New York professor, pollution institute study plastic in the Great Lakes from on board sailing vessel

Sherri Mason once watched a plastic bag blow around Niagara Falls and drop into the water far below.

Although the water looks clean, she knows plastic pollutes the Great Lakes.

The chemistry professor at the State University of New York, decided to study the problem after discovering that it hadn’t been done before.

The 3-week-long study of the Great Lakes will be spent on this vessel, The Flagship Niagara. Photo: Flagship Niagara Conservation League

“There was not a single other study done on this and I thought, ‘oh this is a gold mine,’” she said.  “It is not my expertise, but I started learning more about how they do this field work.”

For help, Mason contacted the 5 Gyres Institute, a group that has studied plastic pollution in the ocean. It is named for five subtropical gyres – rotating ocean currents where plastic can collect. “They are spinning vortexes. Like a toilet without a drain,” said Stiv Wilson, the communication director of the group.

The organization has advocated against plastic pollution on the east and west coasts, but hasn’t worked much in the Midwest, Wilson said.

The Great Lakes study will not only look at the amount of plastic present in the water, but also the amount of plastic the fish are eating, Wilson said.

“Plastic attracts a lot of persistent organic pesticides and the plastic particles in the lake concentrate these pesticides,” he said. “The fish we eat consume this plastic. We want to look at plastic ingestion in the fish and how that travels up the food chain to humans.”

The 5 Gyres Institute essentially catches rides with other scientists studying plastic pollution around the world since it is expensive to sail a boat long distances. When Mason contacted the institute, it was also looking to study the Great Lakes, Wilson said.

“Pollution in our lakes and rivers ultimately ends up in the ocean,” he said. “People have looked at debris on the shoreline, but not in the freshwater systems.  We will be looking at the density of pollution and training a new generation of scientists to monitor it now and in the future. “

Wilson said knowing the problem is half the battle.  The rest is fixing it.

“If you look at this issue as a whole, globally, there are a lot of places where this has never been studied,” he said.

The study starts this summer and repeats annually. Mason, students and faculty from several universities in the region and members of 5 Gyres will study all five Great Lakes for three weeks from on board the Flagship Niagara, provided by the Flagship Niagara League.

The vessel, based at the Erie Maritime Museum in Pennsylvania, is a reconstructed flagship , famous for winning the Battle of Lake Erie in the War of 1812.

A trawl filters the water so even the smallest pieces of plastic can be found in the water. Photo: 5 Gyres Institute

The study will be done using a trawl, which is an aluminum box that floats on the water with two wings on either side, Wilson said. A net that catches everything but the water is used within the trawl. The contents of the net are checked for pieces of decomposed plastic, he said.

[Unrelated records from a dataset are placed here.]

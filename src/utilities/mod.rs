//! Shared configuration and error types.

pub mod config;
pub mod errors;
//! Candidate profile schema.
//!
//! Describes what a screening conversation tries to collect. Nothing in the
//! session fills this in automatically; it exists for callers that extract
//! a profile from a transcript and want to check it.

use std::fmt;

use once_cell::sync::Lazy;
use regex::Regex;
use serde::{Deserialize, Serialize};

use crate::utilities::errors::ProfileValidationError;

/// Minimum number of digits in an accepted phone number.
const MIN_PHONE_DIGITS: usize = 7;

static EMAIL: Lazy<Regex> = Lazy::new(|| {
    Regex::new(r"^[A-Za-z0-9._%+\-]+@[A-Za-z0-9\-]+(\.[A-Za-z0-9\-]+)*\.[A-Za-z]{2,}$")
        .expect("valid email regex")
});

static PHONE: Lazy<Regex> =
    Lazy::new(|| Regex::new(r"^\+?[0-9 ().\-]+$").expect("valid phone regex"));

/// The seven profile fields, in the order the interviewer asks for them.
#[derive(Debug, Clone, Copy, PartialEq, Eq, Hash, Serialize, Deserialize)]
#[serde(rename_all = "snake_case")]
pub enum ProfileField {
    FullName,
    Email,
    Phone,
    YearsExperience,
    DesiredRoles,
    Location,
    TechStack,
}

impl ProfileField {
    pub const ALL: [ProfileField; 7] = [
        ProfileField::FullName,
        ProfileField::Email,
        ProfileField::Phone,
        ProfileField::YearsExperience,
        ProfileField::DesiredRoles,
        ProfileField::Location,
        ProfileField::TechStack,
    ];

    /// Serialized field name.
    pub fn key(&self) -> &'static str {
        match self {
            ProfileField::FullName => "full_name",
            ProfileField::Email => "email",
            ProfileField::Phone => "phone",
            ProfileField::YearsExperience => "years_experience",
            ProfileField::DesiredRoles => "desired_roles",
            ProfileField::Location => "location",
            ProfileField::TechStack => "tech_stack",
        }
    }

    /// Human-readable label.
    pub fn label(&self) -> &'static str {
        match self {
            ProfileField::FullName => "Full Name",
            ProfileField::Email => "Email Address",
            ProfileField::Phone => "Phone Number",
            ProfileField::YearsExperience => "Years of Experience",
            ProfileField::DesiredRoles => "Desired Position(s)",
            ProfileField::Location => "Current Location",
            ProfileField::TechStack => "Tech Stack",
        }
    }
}

impl fmt::Display for ProfileField {
    fn fmt(&self, f: &mut fmt::Formatter<'_>) -> fmt::Result {
        f.write_str(self.label())
    }
}

/// Information gathered about a candidate.
///
/// Every field is optional until filled. Blank strings count as missing.
#[derive(Debug, Clone, Default, PartialEq, Eq, Serialize, Deserialize)]
pub struct CandidateProfile {
    #[serde(default)]
    pub full_name: Option<String>,
    #[serde(default)]
    pub email: Option<String>,
    #[serde(default)]
    pub phone: Option<String>,
    #[serde(default)]
    pub years_experience: Option<i32>,
    #[serde(default)]
    pub desired_roles: Vec<String>,
    #[serde(default)]
    pub location: Option<String>,
    #[serde(default)]
    pub tech_stack: Vec<String>,
}

fn filled(value: &Option<String>) -> bool {
    value.as_deref().is_some_and(|v| !v.trim().is_empty())
}

impl CandidateProfile {
    /// Parse a profile from a JSON object. Unknown keys are ignored.
    pub fn from_json(text: &str) -> Result<Self, serde_json::Error> {
        serde_json::from_str(text)
    }

    /// Whether `field` holds a value.
    pub fn has(&self, field: ProfileField) -> bool {
        match field {
            ProfileField::FullName => filled(&self.full_name),
            ProfileField::Email => filled(&self.email),
            ProfileField::Phone => filled(&self.phone),
            // zero years is a valid answer
            ProfileField::YearsExperience => self.years_experience.is_some(),
            ProfileField::DesiredRoles => !self.desired_roles.is_empty(),
            ProfileField::Location => filled(&self.location),
            ProfileField::TechStack => !self.tech_stack.is_empty(),
        }
    }

    /// Fields still to collect, in question order.
    pub fn missing_fields(&self) -> Vec<ProfileField> {
        ProfileField::ALL
            .into_iter()
            .filter(|field| !self.has(*field))
            .collect()
    }

    /// Whether all seven fields are populated.
    pub fn is_complete(&self) -> bool {
        self.missing_fields().is_empty()
    }

    /// Check the values that are present.
    ///
    /// Missing fields are not violations; use [`is_complete`](Self::is_complete)
    /// for that. All violations are collected rather than stopping at the
    /// first one.
    pub fn validate(&self) -> Result<(), Vec<ProfileValidationError>> {
        let mut errors = Vec::new();

        let text_fields = [
            (ProfileField::FullName, &self.full_name),
            (ProfileField::Location, &self.location),
        ];
        for (field, value) in text_fields {
            if matches!(value.as_deref(), Some(v) if v.trim().is_empty()) {
                errors.push(ProfileValidationError::BlankField(field.key()));
            }
        }

        if let Some(email) = &self.email {
            if !EMAIL.is_match(email.trim()) {
                errors.push(ProfileValidationError::InvalidEmail(email.clone()));
            }
        }

        if let Some(phone) = &self.phone {
            let digits = phone.chars().filter(char::is_ascii_digit).count();
            if !PHONE.is_match(phone.trim()) || digits < MIN_PHONE_DIGITS {
                errors.push(ProfileValidationError::InvalidPhone(phone.clone()));
            }
        }

        if let Some(years) = self.years_experience {
            if years < 0 {
                errors.push(ProfileValidationError::NegativeExperience(years));
            }
        }

        let list_fields = [
            (ProfileField::DesiredRoles, &self.desired_roles),
            (ProfileField::TechStack, &self.tech_stack),
        ];
        for (field, entries) in list_fields {
            if entries.iter().any(|entry| entry.trim().is_empty()) {
                errors.push(ProfileValidationError::EmptyListEntry(field.key()));
            }
        }

        if errors.is_empty() {
            Ok(())
        } else {
            Err(errors)
        }
    }
}

#[cfg(test)]
mod tests {
    use super::*;

    fn complete_profile() -> CandidateProfile {
        CandidateProfile {
            full_name: Some("Alice Smith".into()),
            email: Some("alice@example.com".into()),
            phone: Some("+1 (555) 010-2030".into()),
            years_experience: Some(0),
            desired_roles: vec!["Backend Engineer".into()],
            location: Some("Lisbon".into()),
            tech_stack: vec!["Rust".into(), "PostgreSQL".into()],
        }
    }

    #[test]
    fn test_complete_profile() {
        let profile = complete_profile();
        assert!(profile.is_complete());
        assert!(profile.missing_fields().is_empty());
        assert_eq!(profile.validate(), Ok(()));
    }

    #[test]
    fn test_empty_profile_misses_everything_in_order() {
        let profile = CandidateProfile::default();
        assert!(!profile.is_complete());
        assert_eq!(profile.missing_fields(), ProfileField::ALL.to_vec());
        // nothing present, nothing to violate
        assert_eq!(profile.validate(), Ok(()));
    }

    #[test]
    fn test_blank_strings_and_empty_lists_are_missing() {
        let mut profile = complete_profile();
        profile.location = Some("   ".into());
        profile.tech_stack.clear();
        assert_eq!(
            profile.missing_fields(),
            vec![ProfileField::Location, ProfileField::TechStack]
        );
        assert_eq!(
            profile.validate(),
            Err(vec![ProfileValidationError::BlankField("location")])
        );
    }

    #[test]
    fn test_validate_collects_all_violations() {
        let profile = CandidateProfile {
            email: Some("alice.example.com".into()),
            phone: Some("12-34".into()),
            years_experience: Some(-2),
            desired_roles: vec!["".into()],
            ..complete_profile()
        };
        let errors = profile.validate().unwrap_err();
        assert_eq!(
            errors,
            vec![
                ProfileValidationError::InvalidEmail("alice.example.com".into()),
                ProfileValidationError::InvalidPhone("12-34".into()),
                ProfileValidationError::NegativeExperience(-2),
                ProfileValidationError::EmptyListEntry("desired_roles"),
            ]
        );
    }

    #[test]
    fn test_phone_rejects_letters() {
        let profile = CandidateProfile {
            phone: Some("call me at 5550102030".into()),
            ..CandidateProfile::default()
        };
        assert!(matches!(
            profile.validate().unwrap_err().as_slice(),
            [ProfileValidationError::InvalidPhone(_)]
        ));
    }

    #[test]
    fn test_from_json_partial() {
        let profile = CandidateProfile::from_json(
            r#"{"full_name": "Bob", "tech_stack": ["Go"], "confidence": 0.4}"#,
        )
        .unwrap();
        assert_eq!(profile.full_name.as_deref(), Some("Bob"));
        assert!(profile.has(ProfileField::TechStack));
        assert_eq!(profile.missing_fields().len(), 5);

        assert!(CandidateProfile::from_json("not json").is_err());
    }

    #[test]
    fn test_field_labels() {
        assert_eq!(ProfileField::YearsExperience.to_string(), "Years of Experience");
        assert_eq!(ProfileField::DesiredRoles.key(), "desired_roles");
    }
}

“We are only going to be hitting a small cross section of the overall lake surface area,” Mason said. “This first attempt should be interesting.”

Simple things like using a reusable grocery bag and not using a bag when only buying one thing can mitigate plastic pollution, Mason said.

“If it is in our water, it is in us,” Mason said. “I want to make people aware that we are the problem, but that often means we are the solution too.”

  • Doug

    I had always heard that most trash in the oceans (and perhaps in the Great Lakes)is plastic. While working for the Park Service in the Apostle Islands in 2005 I did a cleanup on about a mile of beach on Stockton Island, where I was stationed. To my surprise, while I found a hundred or so plastic items I stopped counting cigarette butts when I was well into the hundreds, and only a small fraction of the way down the beach.

    Yes, I know that cigarette butts are biodegradable (eventually), but I wonder how long they take to decompose and whether they are harmful to fish or birds that might swallow them. I would also be interested in finding out what trash, such as cigarette butts perhaps, that a trawler might find when skimming the surface of the Great Lakes.

  • Harold

    It seems that we could greatly reduce the negative impacts of plastic if plastic were made out of biodegradable soy beans instead of petroleum. Of course, many plastic “products” should never be made in the first place.